Exercise requirements: From the first line of the entries below to the line with "frame is present.", give each line again exactly.

Material to process:

"""

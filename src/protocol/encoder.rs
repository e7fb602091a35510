//! Length-prefixed framing
//!
//! A frame is `[var length][payload]`. The send path writes frames straight
//! into pooled buffers (see `network::sender`); this module holds the
//! standalone encoder and the receive-side reassembly.

use super::varint;
use crate::error::FrameError;

/// Frame a single payload into a fresh vector.
pub fn encode_frame(payload: &[u8]) -> Vec<u8> {
    let mut out = Vec::with_capacity(varint::encoded_len(payload.len() as u32) + payload.len());
    varint::write_u32(&mut out, payload.len() as u32);
    out.extend_from_slice(payload);
    out
}

/// Streaming frame reassembly.
///
/// Packets may cut frames (and their length prefixes) at any byte; bytes are
/// accumulated until a whole frame is present.
#[derive(Debug)]
pub struct FrameDecoder {
    buffer: Vec<u8>,
    read_pos: usize,
    max_frame_len: usize,
}

impl FrameDecoder {
    pub fn new(max_frame_len: usize) -> Self {
        Self {
            buffer: Vec::new(),
            read_pos: 0,
            max_frame_len,
        }
    }

    /// Append received bytes.
    pub fn push(&mut self, data: &[u8]) {
        // Compact consumed bytes before growing
        if self.read_pos > 0 {
            self.buffer.drain(..self.read_pos);
            self.read_pos = 0;
        }
        self.buffer.extend_from_slice(data);
    }

    /// Next complete frame payload, if any.
    ///
    /// After an error the stream cannot be resynchronized; call [`reset`].
    ///
    /// [`reset`]: FrameDecoder::reset
    pub fn next_frame(&mut self) -> Result<Option<&[u8]>, FrameError> {
        let pending = &self.buffer[self.read_pos..];
        let (len, prefix) = match varint::read_u32(pending) {
            Ok(Some(parsed)) => parsed,
            Ok(None) => return Ok(None),
            Err(_) => return Err(FrameError::CorruptPrefix),
        };
        let len = len as usize;
        if len > self.max_frame_len {
            return Err(FrameError::TooLarge {
                len,
                max: self.max_frame_len,
            });
        }
        if pending.len() < prefix + len {
            return Ok(None);
        }
        let start = self.read_pos + prefix;
        self.read_pos = start + len;
        Ok(Some(&self.buffer[start..start + len]))
    }

    /// Bytes received but not yet returned as frames.
    #[inline(always)]
    pub fn buffered(&self) -> usize {
        self.buffer.len() - self.read_pos
    }

    pub fn reset(&mut self) {
        self.buffer.clear();
        self.read_pos = 0;
    }
}

/// Iterator over the frames of one contiguous byte slice.
pub struct FrameIter<'a> {
    buffer: &'a [u8],
    read_pos: usize,
}

impl<'a> FrameIter<'a> {
    pub fn new(buffer: &'a [u8]) -> Self {
        Self {
            buffer,
            read_pos: 0,
        }
    }

    /// Bytes after the last complete frame. Zero once a corrupt prefix has
    /// been reported.
    pub fn remaining(&self) -> usize {
        self.buffer.len().saturating_sub(self.read_pos)
    }
}

impl<'a> Iterator for FrameIter<'a> {
    type Item = Result<&'a [u8], FrameError>;

    fn next(&mut self) -> Option<Self::Item> {
        let buffer = self.buffer;
        let pending = &buffer[self.read_pos..];
        let (len, prefix) = match varint::read_u32(pending) {
            Ok(Some(parsed)) => parsed,
            Ok(None) => return None,
            Err(_) => {
                // Nothing after a corrupt prefix can be framed
                self.read_pos = buffer.len();
                return Some(Err(FrameError::CorruptPrefix));
            }
        };
        let end = prefix + len as usize;
        if pending.len() < end {
            return None;
        }
        self.read_pos += end;
        Some(Ok(&pending[prefix..end]))
    }
}

#[cfg(test)]
mod tests {
    use super::*;

    #[test]
    fn test_encode_decode_single() {
        let frame = encode_frame(b"Hello, peer!");
        assert_eq!(frame[0], 12);

        let mut decoder = FrameDecoder::new(1024);
        decoder.push(&frame);
        assert_eq!(decoder.next_frame().unwrap(), Some(&b"Hello, peer!"[..]));
        assert_eq!(decoder.next_frame().unwrap(), None);
        assert_eq!(decoder.buffered(), 0);
    }

    #[test]
    fn test_reassembly_byte_by_byte() {
        let payload = vec![7u8; 300];
        let mut stream = encode_frame(&payload);
        stream.extend(encode_frame(b""));
        stream.extend(encode_frame(b"tail"));

        let mut decoder = FrameDecoder::new(1024);
        let mut frames = Vec::new();
        for byte in stream {
            decoder.push(&[byte]);
            while let Some(frame) = decoder.next_frame().unwrap() {
                frames.push(frame.to_vec());
            }
        }
        assert_eq!(frames, vec![payload, Vec::new(), b"tail".to_vec()]);
    }

    #[test]
    fn test_oversized_frame_rejected() {
        let mut decoder = FrameDecoder::new(16);
        decoder.push(&encode_frame(&[0u8; 17]));
        assert_eq!(
            decoder.next_frame(),
            Err(FrameError::TooLarge { len: 17, max: 16 })
        );
        decoder.reset();
        assert_eq!(decoder.buffered(), 0);
    }

    #[test]
    fn test_frame_iter() {
        let mut stream = encode_frame(b"one");
        stream.extend(encode_frame(b"two"));
        stream.push(9); // truncated third frame

        let mut iter = FrameIter::new(&stream);
        let frames: Vec<_> = iter.by_ref().map(|f| f.unwrap()).collect();
        assert_eq!(frames, vec![&b"one"[..], &b"two"[..]]);
        assert_eq!(iter.remaining(), 1);
    }

    #[test]
    fn test_frame_iter_stops_after_corrupt_prefix() {
        let mut stream = encode_frame(b"ok");
        stream.extend([0xFF; 6]);

        let items: Vec<_> = FrameIter::new(&stream).take(100).collect();
        assert_eq!(items, vec![Ok(&b"ok"[..]), Err(FrameError::CorruptPrefix)]);

        let mut iter = FrameIter::new(&[0xFF; 6]);
        assert_eq!(iter.by_ref().take(1000).filter(|f| f.is_err()).count(), 1);
        assert_eq!(iter.remaining(), 0);
        assert_eq!(FrameIter::new(&stream).flatten().count(), 1);
    }
}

"""

Task output:
filename src/protocol/encoder.rs
repository e7fb602091a35510
//! Length-prefixed framing
//!
//! A frame is `[var length][payload]`. The send path writes frames straight
//! into pooled buffers (see `network::sender`); this module holds the
//! standalone encoder and the receive-side reassembly.

use super::varint;
use crate::error::FrameError;

/// Frame a single payload into a fresh vector.
pub fn encode_frame(payload: &[u8]) -> Vec<u8> {
    let mut out = Vec::with_capacity(varint::encoded_len(payload.len() as u32) + payload.len());
    varint::write_u32(&mut out, payload.len() as u32);
    out.extend_from_slice(payload);
    out
}

/// Streaming frame reassembly.
///
/// Packets may cut frames (and their length prefixes) at any byte; bytes are
/// accumulated until a whole frame is present.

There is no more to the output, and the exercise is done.